Pope Francis has a reputation for speaking softly on issues, but when he has a mind to it, he can be very tough and direct as well. As an example of this, when he speaks about the family, he speaks as he always does, about the need for mercy and to meet families where they are and accompany them along the road.
But he has also spoken about the “global war” on the family, as he did in Georgia last year, and about the “ideological colonisation” of the family as he did on an earlier visit to the Philippines.
In Rome last week, the Pope issued a letter to the Dicastery of Family, Laity and Life, headed by Irish-born Cardinal Kevin Farrell. It was sent ahead of the ninth World Meeting of Families (WMF), to take place in Dublin in August next year.
At a press conference organised to coincide with the issuing of the letter, Cardinal Farrell and Archbishop Diarmuid Martin discussed ‘ideological attacks’ on the family.
Attacks
Archbishop Martin said it would be “foolish” to ignore such attacks. He then observed that this is something families rarely bring up with him when he meets them.
Instead they bring up “work, leisure, homelessness, how to make ends meet, how they’re facing new challenges, how they have sleepless nights because of their teenage children … These are the challenges parents have to be supported in, so they can carry out this essential role within society.”
All of this is true, of course. Few parents think about, much less discuss in explicit terms, ‘ideological attacks’ on the family. But that does not mean they aren’t happening.

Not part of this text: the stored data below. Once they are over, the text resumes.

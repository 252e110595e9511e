use std::error::Error as StdError;

fn assert_error_impl<T: StdError + Send + Sync + 'static>() {}

#[test]
fn error_implements_std_error() {
    assert_error_impl::<rsroyale::error::Error>();
}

For example, why are so many parents having “sleepless nights because of their teenage children”?
One reason might be because a daughter is suffering from an eating disorder. Or she might be self-harming. Or a son might be addicted to porn. Or the parents might worry that a son or a daughter is developing a drug problem.
Parents have always worried about their children, and always will, but there was a time when eating disorders were almost unheard of, self-harm – much less suicide – was far less common, porn was almost impossible to access and so were drugs.
Changing values mean changing behaviour. Today, people have far more freedom than they once did. But this also means fewer boundaries for children and teenagers and more ways to get into trouble. Parental authority over children is hugely diminished. This is a good thing when authority became authoritarianism, but a bad thing when it becomes much harder for parents to keep their children out of trouble.
It becomes harder still when one set of parents is trying to (say) delay the day their children get a smartphone while other parents are giving their children’s friends smartphones at younger and younger ages.
Values are a product of ideology, of ideas. The current backlash against the authoritarianism of the past isn’t just affecting children, it’s affecting their parents as well. The hyper-individualism that is the driving value of Western society at present is affecting every aspect of family life.
Hyper-individualism means we are placing too much emphasis on personal freedom and autonomy as the be-all and end-all of life.
This is at its most obvious in the abortion debate. Those who back legalised abortion are not called the ‘pro-choice’ side for nothing. Being free to choose, up to and including the death of your own unborn child, is considered the ultimate good before which all other goods, even the right to life itself, must bow. The irony is that many women feel pressured into having abortions, sometimes by their own parents. So much for ‘choice’.
But the hyper-individualism also means that many parents don’t even bother to marry. Society once insisted that couples had to marry before they had children. When they didn’t, the consequences could be dire, especially for unmarried mothers.
Equal
Marriage is good for children. Married parents are far more likely to stay together than unmarried parents and that kind of stability benefits children, all other things being equal.
Hyper-individualism also means couples are much more likely to divorce or separate than was once the case. Divorce and separation rates in Ireland are still low by Western standards. All the same, the number of Irish people who are divorced or separated has increased from 40,000 in 1986 to 250,000 by 2011. That is without counting all the children affected.
When Pope Francis referred to the “global war” on the family last October, he was referring to gender ideology, which is the theory that the ‘gender’ we are (male or female or something in between) has nothing to do with our biological sex. Therefore, someone who is biologically male might really be a female and vice versa.
This ideology is now in our schools. A couple with a son in the local primary school told me recently that he had come home from school and asked his mother: “Mammy, have you always been a mammy or were you once a daddy?”
This is because a girl in the school has declared she is really a boy with the full backing of the school and her parents. All the children in the school have now been told that girls might really be boys or boys might really be girls regardless of their anatomies. That is a lot for young children to have to absorb.
This, by the way, is another manifestation of extreme individualism, in this case that you can even choose your own gender and that it is not something given to you by nature.
Without doubt, therefore, one big source of pressure on families today is ideological in nature because values stem from ideology and values help shape what we do and what we don’t do.
The World Meeting of Families next year must imitate Pope Francis by showing both a soft side, and a tougher, more analytical side as well.
On that score, let’s finish with the Pope’s words from Georgia last year: “Today, there is a global war out to destroy marriage. Not with weapons but with ideas… we have to defend ourselves from ideological colonisation.” Exactly right. The World Meeting of Families should be part of that process. Anything else would be a terrible failure of duty.